■ AIM OF THE EXERCISE:
Nothing in the data may change. Copy all of it exactly.

Stored data entries:
———
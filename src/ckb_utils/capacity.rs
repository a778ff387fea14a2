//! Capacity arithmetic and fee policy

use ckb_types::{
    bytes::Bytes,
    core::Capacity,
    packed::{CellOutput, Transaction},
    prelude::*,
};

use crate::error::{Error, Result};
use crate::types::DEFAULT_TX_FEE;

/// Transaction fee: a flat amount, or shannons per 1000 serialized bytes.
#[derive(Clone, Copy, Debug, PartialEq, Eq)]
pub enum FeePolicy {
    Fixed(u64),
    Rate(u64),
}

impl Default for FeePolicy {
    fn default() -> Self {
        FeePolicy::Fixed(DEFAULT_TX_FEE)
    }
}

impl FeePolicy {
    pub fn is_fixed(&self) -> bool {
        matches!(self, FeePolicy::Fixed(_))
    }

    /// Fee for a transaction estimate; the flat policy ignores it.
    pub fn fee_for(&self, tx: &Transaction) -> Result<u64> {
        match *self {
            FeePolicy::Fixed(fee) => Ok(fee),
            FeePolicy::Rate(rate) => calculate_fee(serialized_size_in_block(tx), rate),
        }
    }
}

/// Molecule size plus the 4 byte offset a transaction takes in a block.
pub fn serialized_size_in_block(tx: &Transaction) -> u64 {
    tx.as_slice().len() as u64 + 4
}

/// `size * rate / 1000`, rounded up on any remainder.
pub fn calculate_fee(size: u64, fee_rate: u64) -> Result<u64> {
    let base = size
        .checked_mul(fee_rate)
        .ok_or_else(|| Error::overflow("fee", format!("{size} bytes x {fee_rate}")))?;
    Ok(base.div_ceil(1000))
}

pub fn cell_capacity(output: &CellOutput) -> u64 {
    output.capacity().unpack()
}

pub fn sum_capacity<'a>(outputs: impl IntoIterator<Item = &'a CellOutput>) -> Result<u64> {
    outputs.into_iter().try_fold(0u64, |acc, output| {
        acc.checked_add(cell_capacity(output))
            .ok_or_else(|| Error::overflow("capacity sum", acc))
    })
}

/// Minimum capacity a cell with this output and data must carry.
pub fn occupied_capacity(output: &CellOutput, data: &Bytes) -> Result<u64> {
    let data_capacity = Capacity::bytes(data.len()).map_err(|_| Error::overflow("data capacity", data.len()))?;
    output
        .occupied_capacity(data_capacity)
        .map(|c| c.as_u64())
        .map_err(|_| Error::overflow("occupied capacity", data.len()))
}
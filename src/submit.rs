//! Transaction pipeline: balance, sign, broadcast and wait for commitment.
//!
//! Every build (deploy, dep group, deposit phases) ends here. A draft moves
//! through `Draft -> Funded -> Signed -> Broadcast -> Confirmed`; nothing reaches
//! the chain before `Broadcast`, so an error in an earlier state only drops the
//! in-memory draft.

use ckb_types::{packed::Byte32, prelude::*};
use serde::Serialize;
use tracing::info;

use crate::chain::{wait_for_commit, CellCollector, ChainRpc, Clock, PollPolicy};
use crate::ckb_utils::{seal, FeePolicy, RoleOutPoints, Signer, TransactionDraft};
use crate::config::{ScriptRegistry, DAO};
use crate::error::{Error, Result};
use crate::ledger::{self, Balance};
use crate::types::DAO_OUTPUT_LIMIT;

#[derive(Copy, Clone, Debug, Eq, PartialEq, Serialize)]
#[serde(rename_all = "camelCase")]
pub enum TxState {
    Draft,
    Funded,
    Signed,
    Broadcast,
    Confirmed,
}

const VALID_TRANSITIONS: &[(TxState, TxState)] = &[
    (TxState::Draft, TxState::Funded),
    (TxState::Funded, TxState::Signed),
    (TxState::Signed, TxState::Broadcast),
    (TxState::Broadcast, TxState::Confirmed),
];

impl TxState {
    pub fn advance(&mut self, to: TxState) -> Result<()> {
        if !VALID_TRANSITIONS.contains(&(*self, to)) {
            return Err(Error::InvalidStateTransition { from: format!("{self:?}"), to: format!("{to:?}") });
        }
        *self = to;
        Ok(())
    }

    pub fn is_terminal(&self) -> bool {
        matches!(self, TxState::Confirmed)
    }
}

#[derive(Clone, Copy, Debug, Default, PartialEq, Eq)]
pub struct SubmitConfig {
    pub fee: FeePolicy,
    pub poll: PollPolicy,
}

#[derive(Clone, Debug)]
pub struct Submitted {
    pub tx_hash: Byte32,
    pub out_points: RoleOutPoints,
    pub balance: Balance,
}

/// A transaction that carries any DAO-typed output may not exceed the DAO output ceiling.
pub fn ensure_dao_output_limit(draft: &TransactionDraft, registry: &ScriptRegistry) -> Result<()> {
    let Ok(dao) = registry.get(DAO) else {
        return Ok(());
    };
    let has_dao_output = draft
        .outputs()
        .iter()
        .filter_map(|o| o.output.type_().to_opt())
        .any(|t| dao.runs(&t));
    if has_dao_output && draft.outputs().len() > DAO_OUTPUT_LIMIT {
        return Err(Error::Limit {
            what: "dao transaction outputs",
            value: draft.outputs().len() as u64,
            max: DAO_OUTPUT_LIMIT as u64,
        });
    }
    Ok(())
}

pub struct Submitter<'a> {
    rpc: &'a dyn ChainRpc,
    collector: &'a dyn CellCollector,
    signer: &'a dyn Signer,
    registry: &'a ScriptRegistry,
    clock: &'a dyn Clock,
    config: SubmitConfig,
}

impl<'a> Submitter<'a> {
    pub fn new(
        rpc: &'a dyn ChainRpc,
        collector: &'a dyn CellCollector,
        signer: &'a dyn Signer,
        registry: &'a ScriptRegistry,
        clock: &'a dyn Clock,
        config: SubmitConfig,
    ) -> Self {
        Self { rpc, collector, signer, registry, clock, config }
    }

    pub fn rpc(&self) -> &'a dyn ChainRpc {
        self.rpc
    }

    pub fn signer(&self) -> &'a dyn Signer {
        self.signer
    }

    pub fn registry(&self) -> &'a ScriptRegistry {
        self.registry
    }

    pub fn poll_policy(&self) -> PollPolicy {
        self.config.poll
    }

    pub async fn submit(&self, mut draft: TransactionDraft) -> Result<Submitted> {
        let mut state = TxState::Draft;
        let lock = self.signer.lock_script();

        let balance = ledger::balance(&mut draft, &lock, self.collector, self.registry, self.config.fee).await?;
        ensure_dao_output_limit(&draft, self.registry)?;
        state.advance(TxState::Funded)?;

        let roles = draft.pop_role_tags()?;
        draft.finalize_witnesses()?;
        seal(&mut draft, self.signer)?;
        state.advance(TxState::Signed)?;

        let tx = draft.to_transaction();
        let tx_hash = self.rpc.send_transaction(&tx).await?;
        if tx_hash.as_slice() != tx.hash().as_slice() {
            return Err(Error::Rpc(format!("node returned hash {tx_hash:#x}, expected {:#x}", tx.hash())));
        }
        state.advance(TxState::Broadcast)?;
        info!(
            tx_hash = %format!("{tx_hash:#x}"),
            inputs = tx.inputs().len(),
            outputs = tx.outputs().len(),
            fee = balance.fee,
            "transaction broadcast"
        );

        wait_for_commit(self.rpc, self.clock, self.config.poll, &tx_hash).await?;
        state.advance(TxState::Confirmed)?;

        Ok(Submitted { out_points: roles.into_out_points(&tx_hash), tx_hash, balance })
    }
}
———
■ COMPLETED EXERCISE:
filename src/ckb_utils/capacity.rs
repository a778ff387fea14a2
//! Capacity arithmetic and fee policy

use ckb_types::{
    bytes::Bytes,
    core::Capacity,
    packed::{CellOutput, Transaction},
    prelude::*,
};

use crate::error::{Error, Result};
use crate::types::DEFAULT_TX_FEE;

/// Transaction fee: a flat amount, or shannons per 1000 serialized bytes.
#[derive(Clone, Copy, Debug, PartialEq, Eq)]
pub enum FeePolicy {
    Fixed(u64),
    Rate(u64),
}

impl Default for FeePolicy {
    fn default() -> Self {
        FeePolicy::Fixed(DEFAULT_TX_FEE)
    }
}

impl FeePolicy {
    pub fn is_fixed(&self) -> bool {
        matches!(self, FeePolicy::Fixed(_))
    }

    /// Fee for a transaction estimate; the flat policy ignores it.
    pub fn fee_for(&self, tx: &Transaction) -> Result<u64> {
        match *self {
            FeePolicy::Fixed(fee) => Ok(fee),
            FeePolicy::Rate(rate) => calculate_fee(serialized_size_in_block(tx), rate),
        }
    }
}

/// Molecule size plus the 4 byte offset a transaction takes in a block.
pub fn serialized_size_in_block(tx: &Transaction) -> u64 {
    tx.as_slice().len() as u64 + 4
}

/// `size * rate / 1000`, rounded up on any remainder.
pub fn calculate_fee(size: u64, fee_rate: u64) -> Result<u64> {
    let base = size
        .checked_mul(fee_rate)
        .ok_or_else(|| Error::overflow("fee", format!("{size} bytes x {fee_rate}")))?;
    Ok(base.div_ceil(1000))
}

pub fn cell_capacity(output: &CellOutput) -> u64 {
    output.capacity().unpack()
}

pub fn sum_capacity<'a>(outputs: impl IntoIterator<Item = &'a CellOutput>) -> Result<u64> {
    outputs.into_iter().try_fold(0u64, |acc, output| {
        acc.checked_add(cell_capacity(output))
            .ok_or_else(|| Error::overflow("capacity sum", acc))
    })
}

/// Minimum capacity a cell with this output and data must carry.
pub fn occupied_capacity(output: &CellOutput, data: &Bytes) -> Result<u64> {
    let data_capacity = Capacity::bytes(data.len()).map_err(|_| Error::overflow("data capacity", data.len()))?;
    output
        .occupied_capacity(data_capacity)
        .map(|c| c.as_u64())
        .map_err(|_| Error::overflow("occupied capacity", data.len()))
}
filename src/submit.rs
//! Transaction pipeline: balance, sign, broadcast and wait for commitment.
//!
//! Every build (deploy, dep group, deposit phases) ends here. A draft moves
//! through `Draft -> Funded -> Signed -> Broadcast -> Confirmed`; nothing reaches
//! the chain before `Broadcast`, so an error in an earlier state only drops the
//! in-memory draft.

use ckb_types::{packed::Byte32, prelude::*};
use serde::Serialize;
use tracing::info;

use crate::chain::{wait_for_commit, CellCollector, ChainRpc, Clock, PollPolicy};
use crate::ckb_utils::{seal, FeePolicy, RoleOutPoints, Signer, TransactionDraft};
use crate::config::{ScriptRegistry, DAO};
use crate::error::{Error, Result};
use crate::ledger::{self, Balance};
use crate::types::DAO_OUTPUT_LIMIT;

#[derive(Copy, Clone, Debug, Eq, PartialEq, Serialize)]
#[serde(rename_all = "camelCase")]
pub enum TxState {
    Draft,
    Funded,
    Signed,
    Broadcast,
    Confirmed,
}

const VALID_TRANSITIONS: &[(TxState, TxState)] = &[
    (TxState::Draft, TxState::Funded),
    (TxState::Funded, TxState::Signed),
    (TxState::Signed, TxState::Broadcast),
    (TxState::Broadcast, TxState::Confirmed),
];

impl TxState {
    pub fn advance(&mut self, to: TxState) -> Result<()> {
        if !VALID_TRANSITIONS.contains(&(*self, to)) {
            return Err(Error::InvalidStateTransition { from: format!("{self:?}"), to: format!("{to:?}") });
        }
        *self = to;
        Ok(())
    }

    pub fn is_terminal(&self) -> bool {
        matches!(self, TxState::Confirmed)
    }
}

#[derive(Clone, Copy, Debug, Default, PartialEq, Eq)]
pub struct SubmitConfig {
    pub fee: FeePolicy,
    pub poll: PollPolicy,
}

#[derive(Clone, Debug)]
pub struct Submitted {
    pub tx_hash: Byte32,
    pub out_points: RoleOutPoints,
    pub balance: Balance,
}

/// A transaction that carries any DAO-typed output may not exceed the DAO output ceiling.
pub fn ensure_dao_output_limit(draft: &TransactionDraft, registry: &ScriptRegistry) -> Result<()> {
    let Ok(dao) = registry.get(DAO) else {
        return Ok(());
    };
    let has_dao_output = draft
        .outputs()
        .iter()
        .filter_map(|o| o.output.type_().to_opt())
        .any(|t| dao.runs(&t));
    if has_dao_output && draft.outputs().len() > DAO_OUTPUT_LIMIT {
        return Err(Error::Limit {
            what: "dao transaction outputs",
            value: draft.outputs().len() as u64,
            max: DAO_OUTPUT_LIMIT as u64,
        });
    }
    Ok(())
}

pub struct Submitter<'a> {
    rpc: &'a dyn ChainRpc,
    collector: &'a dyn CellCollector,
    signer: &'a dyn Signer,
    registry: &'a ScriptRegistry,
    clock: &'a dyn Clock,
    config: SubmitConfig,
}

impl<'a> Submitter<'a> {
    pub fn new(
        rpc: &'a dyn ChainRpc,
        collector: &'a dyn CellCollector,
        signer: &'a dyn Signer,
        registry: &'a ScriptRegistry,
        clock: &'a dyn Clock,
        config: SubmitConfig,
    ) -> Self {
        Self { rpc, collector, signer, registry, clock, config }
    }

    pub fn rpc(&self) -> &'a dyn ChainRpc {
        self.rpc
    }

    pub fn signer(&self) -> &'a dyn Signer {
        self.signer
    }

    pub fn registry(&self) -> &'a ScriptRegistry {
        self.registry
    }

    pub fn poll_policy(&self) -> PollPolicy {
        self.config.poll
    }

    pub async fn submit(&self, mut draft: TransactionDraft) -> Result<Submitted> {
        let mut state = TxState::Draft;
        let lock = self.signer.lock_script();

        let balance = ledger::balance(&mut draft, &lock, self.collector, self.registry, self.config.fee).await?;
        ensure_dao_output_limit(&draft, self.registry)?;
        state.advance(TxState::Funded)?;

        let roles = draft.pop_role_tags()?;
        draft.finalize_witnesses()?;
        seal(&mut draft, self.signer)?;
        state.advance(TxState::Signed)?;

        let tx = draft.to_transaction();
        let tx_hash = self.rpc.send_transaction(&tx).await?;
        if tx_hash.as_slice() != tx.hash().as_slice() {
            return Err(Error::Rpc(format!("node returned hash {tx_hash:#x}, expected {:#x}", tx.hash())));
        }
        state.advance(TxState::Broadcast)?;
        info!(
            tx_hash = %format!("{tx_hash:#x}"),
            inputs = tx.inputs().len(),
            outputs = tx.outputs().len(),
            fee = balance.fee,
            "transaction broadcast"
        );

        wait_for_commit(self.rpc, self.clock, self.config.poll, &tx_hash).await?;
        state.advance(TxState::Confirmed)?;

        Ok(Submitted { out_points: roles.into_out_points(&tx_hash), tx_hash, balance })
    }
}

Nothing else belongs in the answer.